Warum das wichtig ist: Die Polizei hat die mutmassliche Tatwaffe sowie ein Bekennerschreiben und mehrere Videos sichergestellt. Ein Video soll Tobias R. 6 Tage vor der Tat veröffentlicht haben. Darin schildert R. auf Englisch Verschwörungstheorien (die wir nicht weiterverbreiten). Am Donnerstag hat die deutsche Generalbundesanwaltschaft den Fall übernommen. An einer Pressekonferenz am Donnerstagnachmittag sprach Generalbundesanwalt Peter Frank von einer «Art Manifest», das der mutmassliche Täter nebst den Videos auf seine Website geladen hatte. Das Material weise eine «zutiefst rassistische Gesinnung» auf, so Frank. Die Generalbundesanwaltschaft ermittelt wegen Terrorverdachts. In ihrer kurzen Ansprache am Donnerstagmittag bezeichnete Bundeskanzlerin Angela Merkel Rassismus als «Gift». Die Opfer haben alle Migrationshintergrund. Der mutmassliche Täter Tobias R. soll als Sportschütze registriert und legal im Besitz einer Waffe gewesen sein. Er sei weder der Polizei noch als fremdenfeindlich bekannt gewesen, sagte der hessische Innenminister Peter Beuth (CDU). Am Donnerstagabend kam es in verschiedenen Städten Deutschlands zu Mahnwachen und Kundgebungen zum Gedenken an die Opfer und als Zeichen gegen den Rechtsextremismus.

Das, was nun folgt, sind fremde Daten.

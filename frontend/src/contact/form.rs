use serde::Serialize;

/// How long the thank-you notice stays up before the form resets and closes.
pub const SUCCESS_NOTICE_MS: u32 = 3_000;

pub const REJECTED_FALLBACK_MESSAGE: &str = "Something went wrong. Please try again.";
pub const SERVER_ERROR_MESSAGE: &str = "Server error. Please try again later.";

#[derive(Clone, Copy, PartialEq, Eq, Debug)]
pub enum LeadField {
    Name,
    Email,
    Number,
    Designation,
    SchoolName,
    Message,
}

#[derive(Serialize, Clone, PartialEq, Default, Debug)]
#[serde(rename_all = "camelCase")]
pub struct LeadSubmission {
    pub name: String,
    pub email: String,
    pub number: String,
    pub designation: String,
    pub school_name: String,
    pub message: String,
}

impl LeadSubmission {
    pub fn set(&mut self, field: LeadField, value: String) {
        match field {
            LeadField::Name => self.name = value,
            LeadField::Email => self.email = value,
            LeadField::Number => self.number = value,
            LeadField::Designation => self.designation = value,
            LeadField::SchoolName => self.school_name = value,
            LeadField::Message => self.message = value,
        }
    }
}

#[derive(Clone, Copy, PartialEq, Eq, Debug)]
pub enum SubmissionState {
    Idle,
    Submitting,
    Succeeded,
}

/// How a submission attempt came back from the intake service.
#[derive(Clone, PartialEq, Debug)]
pub enum SubmitOutcome {
    Accepted,
    Rejected(Option<String>),
    TransportFailed,
}

/// Reports a user-facing message. The browser build shows a blocking
/// alert; tests record the messages instead.
pub trait Notifier {
    fn notify(&self, message: &str);
}

/// What the caller has to do after an outcome was applied.
#[derive(Clone, Copy, PartialEq, Eq, Debug)]
pub enum SubmitEffect {
    /// Call `finish_success` once this many milliseconds have passed.
    ScheduleReset { delay_ms: u32 },
    None,
}

/// Form fields plus submission lifecycle, kept apart from the rendering
/// layer. Only `begin_submit` admits a network call; everything else is
/// a pure transition.
pub struct ContactFormState {
    lead: LeadSubmission,
    state: SubmissionState,
}

impl ContactFormState {
    pub fn new() -> Self {
        Self {
            lead: LeadSubmission::default(),
            state: SubmissionState::Idle,
        }
    }

    pub fn lead(&self) -> &LeadSubmission {
        &self.lead
    }

    pub fn state(&self) -> SubmissionState {
        self.state
    }

    pub fn update_field(&mut self, field: LeadField, value: String) {
        self.lead.set(field, value);
    }

    /// Returns false while a request is already in flight; the caller
    /// must not issue a request in that case.
    pub fn begin_submit(&mut self) -> bool {
        if self.state == SubmissionState::Submitting {
            return false;
        }
        self.state = SubmissionState::Submitting;
        true
    }

    pub fn resolve_submit<N: Notifier>(&mut self, outcome: SubmitOutcome, notifier: &N) -> SubmitEffect {
        match outcome {
            SubmitOutcome::Accepted => {
                self.state = SubmissionState::Succeeded;
                SubmitEffect::ScheduleReset {
                    delay_ms: SUCCESS_NOTICE_MS,
                }
            }
            SubmitOutcome::Rejected(message) => {
                self.state = SubmissionState::Idle;
                notifier.notify(message.as_deref().unwrap_or(REJECTED_FALLBACK_MESSAGE));
                SubmitEffect::None
            }
            SubmitOutcome::TransportFailed => {
                self.state = SubmissionState::Idle;
                notifier.notify(SERVER_ERROR_MESSAGE);
                SubmitEffect::None
            }
        }
    }

    /// Timer-driven exit from the thank-you notice.
    pub fn finish_success(&mut self) {
        self.lead = LeadSubmission::default();
        self.state = SubmissionState::Idle;
    }

    /// Manual close. Entered values survive so the visitor can pick up
    /// where they left off, unless the submission already went through,
    /// in which case the pending reset happens right away.
    pub fn close(&mut self) {
        if self.state == SubmissionState::Succeeded {
            self.finish_success();
        }
    }
}

impl Default for ContactFormState {
    fn default() -> Self {
        Self::new()
    }
}

#[cfg(test)]
mod tests {
    use super::*;
    use std::cell::RefCell;

    #[derive(Default)]
    struct RecordingNotifier {
        messages: RefCell<Vec<String>>,
    }

    impl Notifier for RecordingNotifier {
        fn notify(&self, message: &str) {
            self.messages.borrow_mut().push(message.to_string());
        }
    }

    fn filled_form() -> ContactFormState {
        let mut form = ContactFormState::new();
        form.update_field(LeadField::Name, "Asha Verma".to_string());
        form.update_field(LeadField::Email, "asha@school.edu".to_string());
        form.update_field(LeadField::Number, "+91 98765 43210".to_string());
        form.update_field(LeadField::Designation, "Principal".to_string());
        form.update_field(LeadField::SchoolName, "Sunrise Public School".to_string());
        form.update_field(LeadField::Message, "Interested in the program.".to_string());
        form
    }

    #[test]
    fn field_updates_do_not_cross_talk() {
        let mut form = ContactFormState::new();
        form.update_field(LeadField::Name, "first".to_string());
        form.update_field(LeadField::Email, "a@b.c".to_string());
        form.update_field(LeadField::Name, "second".to_string());

        assert_eq!(form.lead().name, "second");
        assert_eq!(form.lead().email, "a@b.c");
        assert_eq!(form.lead().number, "");
        assert_eq!(form.lead().school_name, "");
    }

    #[test]
    fn begin_submit_blocks_while_in_flight() {
        let mut form = filled_form();
        assert!(form.begin_submit());
        assert_eq!(form.state(), SubmissionState::Submitting);
        // A second gesture while the first is in flight gets no request.
        assert!(!form.begin_submit());
        assert_eq!(form.state(), SubmissionState::Submitting);
    }

    #[test]
    fn accepted_outcome_schedules_the_delayed_reset() {
        let mut form = filled_form();
        let notifier = RecordingNotifier::default();
        assert!(form.begin_submit());

        let effect = form.resolve_submit(SubmitOutcome::Accepted, &notifier);
        assert_eq!(effect, SubmitEffect::ScheduleReset { delay_ms: 3_000 });
        assert_eq!(form.state(), SubmissionState::Succeeded);
        assert!(notifier.messages.borrow().is_empty());

        form.finish_success();
        assert_eq!(form.state(), SubmissionState::Idle);
        assert_eq!(*form.lead(), LeadSubmission::default());
    }

    #[test]
    fn rejected_outcome_keeps_fields_and_surfaces_message() {
        let mut form = filled_form();
        let submitted = form.lead().clone();
        let notifier = RecordingNotifier::default();
        assert!(form.begin_submit());

        let effect = form.resolve_submit(
            SubmitOutcome::Rejected(Some("Duplicate entry".to_string())),
            &notifier,
        );
        assert_eq!(effect, SubmitEffect::None);
        assert_eq!(form.state(), SubmissionState::Idle);
        assert_eq!(*form.lead(), submitted);
        assert_eq!(*notifier.messages.borrow(), ["Duplicate entry"]);
    }

    #[test]
    fn rejected_outcome_without_message_uses_fallback() {
        let mut form = filled_form();
        let notifier = RecordingNotifier::default();
        form.begin_submit();
        form.resolve_submit(SubmitOutcome::Rejected(None), &notifier);
        assert_eq!(
            *notifier.messages.borrow(),
            [REJECTED_FALLBACK_MESSAGE]
        );
    }

    #[test]
    fn transport_failure_surfaces_generic_message_and_returns_to_idle() {
        let mut form = filled_form();
        let notifier = RecordingNotifier::default();
        form.begin_submit();

        let effect = form.resolve_submit(SubmitOutcome::TransportFailed, &notifier);
        assert_eq!(effect, SubmitEffect::None);
        assert_eq!(form.state(), SubmissionState::Idle);
        assert_eq!(*notifier.messages.borrow(), [SERVER_ERROR_MESSAGE]);
    }

    #[test]
    fn manual_close_retains_fields_for_the_next_open() {
        let mut form = filled_form();
        let entered = form.lead().clone();
        form.close();
        assert_eq!(*form.lead(), entered);
        assert_eq!(form.state(), SubmissionState::Idle);
    }

    #[test]
    fn close_during_success_notice_resets_immediately() {
        let mut form = filled_form();
        let notifier = RecordingNotifier::default();
        form.begin_submit();
        form.resolve_submit(SubmitOutcome::Accepted, &notifier);

        // Closing before the 3 s timer fires must not leave stale data
        // behind for the next open.
        form.close();
        assert_eq!(form.state(), SubmissionState::Idle);
        assert_eq!(*form.lead(), LeadSubmission::default());
    }

    #[test]
    fn retry_after_rejection_is_admitted_again() {
        let mut form = filled_form();
        let notifier = RecordingNotifier::default();
        form.begin_submit();
        form.resolve_submit(SubmitOutcome::Rejected(Some("Duplicate entry".to_string())), &notifier);
        assert!(form.begin_submit());
    }

    #[test]
    fn serializes_school_name_as_camel_case() {
        let lead = filled_form().lead().clone();
        let json = serde_json::to_value(&lead).unwrap();
        assert!(json.get("schoolName").is_some());
        assert!(json.get("school_name").is_none());
    }
}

Was als Nächstes geschieht: FDP-Chef Christian Lindner forderte «eine Generalinventur aller bestehenden und aller geplanten Massnahmen gegen rechten Terror». Der Innenausschuss im Bundestag will kommenden Donnerstag eine Sondersitzung zum Attentat abhalten. Die weiteren Ermittlungen der Generalbundesanwaltschaft würden sich insbesondere darauf konzentrieren, mögliche Mitwisser oder Komplizen ausfindig zu machen.
Die UBS erhält einen neuen Chef
Darum geht es: Nach neuneinhalb Jahren als CEO verlässt Sergio Ermotti die UBS. Sein Nachfolger wird der Niederländer Ralph Hamers, der seit 2013 die Bank ING führte.

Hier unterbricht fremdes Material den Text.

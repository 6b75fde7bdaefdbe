use axum::{
    routing::{get, post},
    Router,
};
use diesel::prelude::*;
use diesel::r2d2::{self, ConnectionManager};
use dotenvy::dotenv;
use std::sync::Arc;
use tower_http::cors::{Any, CorsLayer};
use tower_http::trace::{DefaultMakeSpan, DefaultOnResponse, TraceLayer};
use tracing::Level;

mod handlers {
    pub mod application_handlers;
}
mod models {
    pub mod application_models;
}
mod repositories {
    pub mod application_repository;
}
mod schema;

use handlers::application_handlers;
use repositories::application_repository::{ensure_schema, ApplicationRepository};

pub type DbPool = r2d2::Pool<ConnectionManager<SqliteConnection>>;

pub async fn health_check() -> &'static str {
    "OK"
}

pub struct AppState {
    pub application_repository: Arc<ApplicationRepository>,
}

#[tokio::main]
async fn main() {
    dotenv().ok();

    // Initialize tracing
    tracing_subscriber::fmt()
        .with_max_level(Level::INFO)
        .init();

    // Set up database connection pool
    let database_url = std::env::var("DATABASE_URL").unwrap_or_else(|_| "database.db".to_string());
    let manager = ConnectionManager::<SqliteConnection>::new(database_url);
    let pool = r2d2::Pool::builder()
        .build(manager)
        .expect("Failed to create pool");

    ensure_schema(&pool).expect("Failed to set up database schema");

    let state = Arc::new(AppState {
        application_repository: Arc::new(ApplicationRepository::new(pool)),
    });

    // Create router with CORS
    let app = Router::new()
        .route("/api/health", get(health_check))
        .route(
            "/api/school-applications",
            post(application_handlers::submit_application),
        )
        .layer(
            TraceLayer::new_for_http()
                .make_span_with(DefaultMakeSpan::new().level(Level::INFO))
                .on_response(DefaultOnResponse::new().level(Level::INFO)),
        )
        .layer(
            CorsLayer::new()
                .allow_methods([
                    axum::http::Method::GET,
                    axum::http::Method::POST,
                    axum::http::Method::OPTIONS,
                ])
                .allow_origin(Any) // Be cautious with `Any` in production; restrict to your frontend origin
                .allow_headers([axum::http::header::CONTENT_TYPE]),
        )
        .with_state(state);

    use tokio::net::TcpListener;

    let bind_addr = std::env::var("BIND_ADDR").unwrap_or_else(|_| "127.0.0.1:5000".to_string());
    tracing::info!("Lead intake service listening on http://{}", bind_addr);
    let listener = TcpListener::bind(&bind_addr).await.unwrap();
    axum::serve(listener, app.into_make_service()).await.unwrap();
}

Warum das wichtig ist: Auch wenn die beiden Grossbanken UBS und Credit Suisse seit der Finanzkrise Zehntausende Arbeitsplätze abgebaut haben und ihr Beitrag an das Bruttoinlandprodukt stark geschrumpft ist, bleiben sie die Fixsterne der Schweizer Wirtschaft. Bei Chefwechseln greifen die Finanzjournalisten mindestens so beflissen in die Tasten wie ihre Kollegen aus dem Politikressort, wenn eine Bundesrätin abtritt. Zwei Wochen nach dem angekündigten Rückzug von CS-Chef Tidjane Thiam gab nun Konkurrentin UBS ihrerseits das Ende der Amtszeit von CEO Sergio Ermotti bekannt. Der Tessiner führte die Bank seit 2011 und hat erfolgreich das riskante Investmentbanking ab- und das ruhigere Wealth Management aufgebaut. In dieser Disziplin ist die UBS heute die grösste Bank der Welt – sie verwaltet Vermögen im Wert von 2,5 Billionen Franken. Zudem ist der Aktienkurs der UBS in Ermottis Zeit massgeblich gestiegen. Allerdings verführt die Tatsache, dass ihn ein Externer ablöst, zu Spekulationen. Schliesslich wurde in den letzten Monaten wiederholt der Name der COO Sabine Keller-Busse als mögliche Nachfolgerin genannt. Dass nun jemand von der Konkurrenz geholt wird, erstaunt viele Beobachter. Üblicherweise werden nur in Krisenzeiten externe Nachfolger gesucht.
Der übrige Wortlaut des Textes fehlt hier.